ABSTRACT

Imagine one of those largely improvised and fast-changing cities that regularly feature in UN ledgers and annual human development reports with alarming statistics on poverty, child mortality, environmental degradation, rates of urbanization and political instability. Its population is growing at some 6 per cent annually – its supply of housing services and utilities has long ceased to match demand through formal channels, public or private. Because of this rampant urbanization, its centre will be choked with traffic and traffic fumes, with pavement dwellers and illegal construction; its periphery will sprawl uncontrollably with formal and informal settlements, markets and business parks. Productivity will be severely constrained by inadequate infrastructure, overly restrictive regulations, unenforceable policies on land reform, tariffs and taxation, and by institutional corruption. Its poor majority will earn less than $2 a day and some less than $1 a day – most of whom will be unable or unwilling to pay for services. Some 30 per cent of its population will lack safe water; one in five will have no access to health care. And because its people are poor, its local government will also be poor, because collecting taxes or tariffs for services will cost more than they could hope to collect. Investment in education, shelter, water and sanitation will be limited without aid, despite the added burden that aid will place on national economics.

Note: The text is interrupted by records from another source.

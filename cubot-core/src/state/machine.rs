//! Scan state definition

use core::fmt;

use super::events::ScanEvent;
use crate::cube::Face;
use crate::scan::SCAN_ORDER;

/// Why a scan stopped
#[derive(Debug, Clone, Copy, PartialEq, Eq)]
#[cfg_attr(feature = "defmt", derive(defmt::Format))]
pub enum FailureKind {
    /// A motor failed while placing a face
    Actuation,
    /// Host answered `ERROR`
    Rejected,
    /// No answer within the timeout
    Timeout,
    /// Link to the host is gone
    ConnectionLost,
    /// Too many unusable lines from the host
    Protocol,
}

impl fmt::Display for FailureKind {
    fn fmt(&self, f: &mut fmt::Formatter<'_>) -> fmt::Result {
        match self {
            FailureKind::Actuation => f.write_str("actuation"),
            FailureKind::Rejected => f.write_str("rejected"),
            FailureKind::Timeout => f.write_str("timeout"),
            FailureKind::ConnectionLost => f.write_str("connection lost"),
            FailureKind::Protocol => f.write_str("protocol"),
        }
    }
}

/// Scan states
///
/// The index is the position in `SCAN_ORDER`.
#[derive(Debug, Clone, Copy, PartialEq, Eq)]
#[cfg_attr(feature = "defmt", derive(defmt::Format))]
pub enum ScanState {
    /// No scan running
    Idle,
    /// Placing the face and requesting the image
    Scanning(u8),
    /// Waiting for the host's answer
    Awaiting(u8),
    /// Image captured, about to move on
    Advancing(u8),
    /// All six faces captured
    Done,
    /// Scan aborted
    Failed(FailureKind),
}

impl ScanState {
    /// Face being handled, if a scan is in progress
    pub fn face(&self) -> Option<Face> {
        match self {
            ScanState::Scanning(i) | ScanState::Awaiting(i) | ScanState::Advancing(i) => {
                SCAN_ORDER.get(*i as usize).copied()
            }
            _ => None,
        }
    }

    /// Check if a scan is in progress
    pub fn is_active(&self) -> bool {
        matches!(
            self,
            ScanState::Scanning(_) | ScanState::Awaiting(_) | ScanState::Advancing(_)
        )
    }

    /// Check if this is a terminal state
    pub fn is_terminal(&self) -> bool {
        matches!(self, ScanState::Done | ScanState::Failed(_))
    }

    /// Process an event and return the next state
    pub fn transition(self, event: ScanEvent) -> Self {
        use ScanEvent::*;
        use ScanState::*;

        match (self, event) {
            (Idle, Start) => Scanning(0),

            (Scanning(i), Requested) => Awaiting(i),
            (Scanning(_), Fail(kind)) => Failed(kind),

            (Awaiting(i), Noise) => Awaiting(i),
            (Awaiting(i), Accepted) => Advancing(i),
            (Awaiting(_), Fail(kind)) => Failed(kind),

            (Advancing(i), Advance) if (i as usize) + 1 < SCAN_ORDER.len() => Scanning(i + 1),
            (Advancing(_), Advance) => Done,
            (Advancing(_), Fail(kind)) => Failed(kind),

            (Done, Reset) | (Failed(_), Reset) => Idle,
            (Done, Start) | (Failed(_), Start) => Scanning(0),

            // Default: stay in current state
            _ => self,
        }
    }
}

#[cfg(test)]
mod tests {
    use super::*;

    #[test]
    fn test_full_scan_flow() {
        let mut state = ScanState::Idle.transition(ScanEvent::Start);
        for (i, face) in SCAN_ORDER.iter().enumerate() {
            assert_eq!(state, ScanState::Scanning(i as u8));
            assert_eq!(state.face(), Some(*face));
            state = state.transition(ScanEvent::Requested);
            state = state.transition(ScanEvent::Noise);
            assert_eq!(state, ScanState::Awaiting(i as u8));
            state = state.transition(ScanEvent::Accepted);
            assert_eq!(state, ScanState::Advancing(i as u8));
            state = state.transition(ScanEvent::Advance);
        }
        assert_eq!(state, ScanState::Done);
        assert!(state.is_terminal());
        assert_eq!(state.face(), None);
    }

    #[test]
    fn test_failure_from_active_states() {
        let states = [
            ScanState::Scanning(0),
            ScanState::Awaiting(2),
            ScanState::Advancing(5),
        ];

        for state in states {
            assert!(state.is_active());
            let next = state.transition(ScanEvent::Fail(FailureKind::Rejected));
            assert_eq!(next, ScanState::Failed(FailureKind::Rejected));
        }
    }

    #[test]
    fn test_out_of_order_events_are_ignored() {
        assert_eq!(ScanState::Idle.transition(ScanEvent::Accepted), ScanState::Idle);
        assert_eq!(
            ScanState::Scanning(1).transition(ScanEvent::Accepted),
            ScanState::Scanning(1)
        );
        assert_eq!(
            ScanState::Awaiting(1).transition(ScanEvent::Advance),
            ScanState::Awaiting(1)
        );
        assert_eq!(ScanState::Idle.transition(ScanEvent::Fail(FailureKind::Timeout)), ScanState::Idle);
    }

    #[test]
    fn test_terminal_states_restart() {
        let failed = ScanState::Failed(FailureKind::Timeout);
        assert_eq!(failed.transition(ScanEvent::Reset), ScanState::Idle);
        assert_eq!(failed.transition(ScanEvent::Start), ScanState::Scanning(0));
        assert_eq!(ScanState::Done.transition(ScanEvent::Reset), ScanState::Idle);
        assert_eq!(
            ScanState::Done.transition(ScanEvent::Fail(FailureKind::Protocol)),
            ScanState::Done
        );
    }
}
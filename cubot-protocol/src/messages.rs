//! Message types for the command protocol
//!
//! Message types are divided into two categories:
//! - Hub → Host: commands (`IMAGE`, `DETECT`, `SOLVE`, `EXIT`)
//! - Host → Hub: responses (`OK`, `OK <payload>`, `ERROR`)

use core::fmt::Write;

use heapless::String;

use crate::line::MAX_LINE_LEN;

// Command keywords
pub const CMD_IMAGE: &str = "IMAGE";
pub const CMD_DETECT: &str = "DETECT";
pub const CMD_SOLVE: &str = "SOLVE";
pub const CMD_EXIT: &str = "EXIT";

// Response keywords
pub const RESP_OK: &str = "OK";
pub const RESP_ERROR: &str = "ERROR";

/// Maximum length of an image name
pub const IMAGE_NAME_LEN: usize = 16;

/// Maximum length of a response payload (`OK ` prefix excluded)
pub const PAYLOAD_LEN: usize = MAX_LINE_LEN - RESP_OK.len() - 1;

/// Capacity of an encoded message: one line plus a two-byte terminator
pub const ENCODED_LEN: usize = MAX_LINE_LEN + 2;

/// Wire form of a message, terminator included
pub type Encoded = String<ENCODED_LEN>;

/// Errors that can occur while encoding a message
#[derive(Debug, Clone, Copy, PartialEq, Eq)]
#[cfg_attr(feature = "defmt", derive(defmt::Format))]
pub enum EncodeError {
    /// Message does not fit in one line
    TooLong,
    /// Argument is empty or contains whitespace
    InvalidArgument,
}

impl core::fmt::Display for EncodeError {
    fn fmt(&self, f: &mut core::fmt::Formatter<'_>) -> core::fmt::Result {
        match self {
            EncodeError::TooLong => write!(f, "message does not fit in one line"),
            EncodeError::InvalidArgument => write!(f, "argument is empty or contains whitespace"),
        }
    }
}

/// A single command argument must be one non-empty word
fn check_word(arg: &str) -> Result<(), EncodeError> {
    if arg.is_empty() || arg.chars().any(char::is_whitespace) {
        return Err(EncodeError::InvalidArgument);
    }
    Ok(())
}

/// Commands sent from the hub to the camera host
#[derive(Debug, Clone, PartialEq, Eq)]
#[cfg_attr(feature = "defmt", derive(defmt::Format))]
pub enum Command<'a> {
    /// Capture the face currently seen by the camera and store it under `name`
    Image { name: &'a str },
    /// Classify the 9 stickers of a previously captured face
    Detect { face: char },
    /// Solve a 54-facelet configuration
    Solve { facelets: &'a str },
    /// Stop the host's command loop
    Exit,
}

impl<'a> Command<'a> {
    /// Encode this command as a `\n`-terminated line
    pub fn encode(&self) -> Result<Encoded, EncodeError> {
        let mut out = Encoded::new();
        match self {
            Command::Image { name } => {
                check_word(name)?;
                if name.len() > IMAGE_NAME_LEN {
                    return Err(EncodeError::TooLong);
                }
                write!(out, "{} {}", CMD_IMAGE, name).map_err(|_| EncodeError::TooLong)?;
            }
            Command::Detect { face } => {
                if face.is_whitespace() {
                    return Err(EncodeError::InvalidArgument);
                }
                write!(out, "{} {}", CMD_DETECT, face).map_err(|_| EncodeError::TooLong)?;
            }
            Command::Solve { facelets } => {
                check_word(facelets)?;
                write!(out, "{} {}", CMD_SOLVE, facelets).map_err(|_| EncodeError::TooLong)?;
            }
            Command::Exit => {
                out.push_str(CMD_EXIT).map_err(|_| EncodeError::TooLong)?;
            }
        }
        if out.len() > MAX_LINE_LEN {
            return Err(EncodeError::TooLong);
        }
        out.push('\n').map_err(|_| EncodeError::TooLong)?;
        Ok(out)
    }

    /// Parse a command from a received line
    ///
    /// Returns `None` for anything that is not a well-formed command; the host
    /// ignores such lines and keeps waiting.
    pub fn parse(line: &'a str) -> Option<Self> {
        let mut words = line.split_whitespace();
        let keyword = words.next()?;
        let arg = words.next();
        if words.next().is_some() {
            return None;
        }

        match (keyword, arg) {
            (CMD_IMAGE, Some(name)) => Some(Command::Image { name }),
            (CMD_DETECT, Some(face)) => {
                let mut chars = face.chars();
                let letter = chars.next()?;
                if chars.next().is_some() {
                    return None;
                }
                Some(Command::Detect { face: letter })
            }
            (CMD_SOLVE, Some(facelets)) => Some(Command::Solve { facelets }),
            (CMD_EXIT, None) => Some(Command::Exit),
            _ => None,
        }
    }

    /// Returns true if the host answers this command
    pub fn expects_response(&self) -> bool {
        !matches!(self, Command::Exit)
    }
}

/// Responses sent from the camera host to the hub
#[derive(Debug, Clone, PartialEq, Eq)]
#[cfg_attr(feature = "defmt", derive(defmt::Format))]
pub enum Response<'a> {
    /// Command succeeded, with an optional payload
    Ok(Option<&'a str>),
    /// Command failed
    Error,
}

impl<'a> Response<'a> {
    /// Parse a response from a received line
    ///
    /// Returns `None` for noise: any line that is not exactly `OK`, `ERROR`
    /// or `OK <payload>`.
    pub fn parse(line: &'a str) -> Option<Self> {
        let line = line.trim();
        if line == RESP_OK {
            return Some(Response::Ok(None));
        }
        if line == RESP_ERROR {
            return Some(Response::Error);
        }
        let payload = line.strip_prefix(RESP_OK)?.strip_prefix(' ')?.trim();
        if payload.is_empty() {
            return Some(Response::Ok(None));
        }
        Some(Response::Ok(Some(payload)))
    }

    /// Encode this response as a `\n\r`-terminated line
    pub fn encode(&self) -> Result<Encoded, EncodeError> {
        let mut out = Encoded::new();
        match self {
            Response::Ok(None) => out.push_str(RESP_OK).map_err(|_| EncodeError::TooLong)?,
            Response::Ok(Some(payload)) => {
                if payload.len() > PAYLOAD_LEN {
                    return Err(EncodeError::TooLong);
                }
                write!(out, "{} {}", RESP_OK, payload).map_err(|_| EncodeError::TooLong)?;
            }
            Response::Error => out.push_str(RESP_ERROR).map_err(|_| EncodeError::TooLong)?,
        }
        out.push_str("\n\r").map_err(|_| EncodeError::TooLong)?;
        Ok(out)
    }

    /// Get the payload of a successful response
    pub fn payload(&self) -> Option<&'a str> {
        match self {
            Response::Ok(payload) => *payload,
            Response::Error => None,
        }
    }

    /// Returns true for `OK` responses
    pub fn is_ok(&self) -> bool {
        matches!(self, Response::Ok(_))
    }
}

Therefore, at best, only between 20 per cent and 50 per cent of all solid waste will be effectively disposed of and half its housing stock will be in slum or other informal settlements, most of which are on marginal and unsafe land – on dump sites, railways or canal easements, on landfill, unstable hillsides, under bridges, along fire breaks, on roof tops, in cemeteries, behind chemical factories or on flood plains. Gender and other inequalities – age, disability, ethnicity and class – will be accentuated in the competition for credit, houses, land, jobs, education, health care, transportation, safe water and sanitation.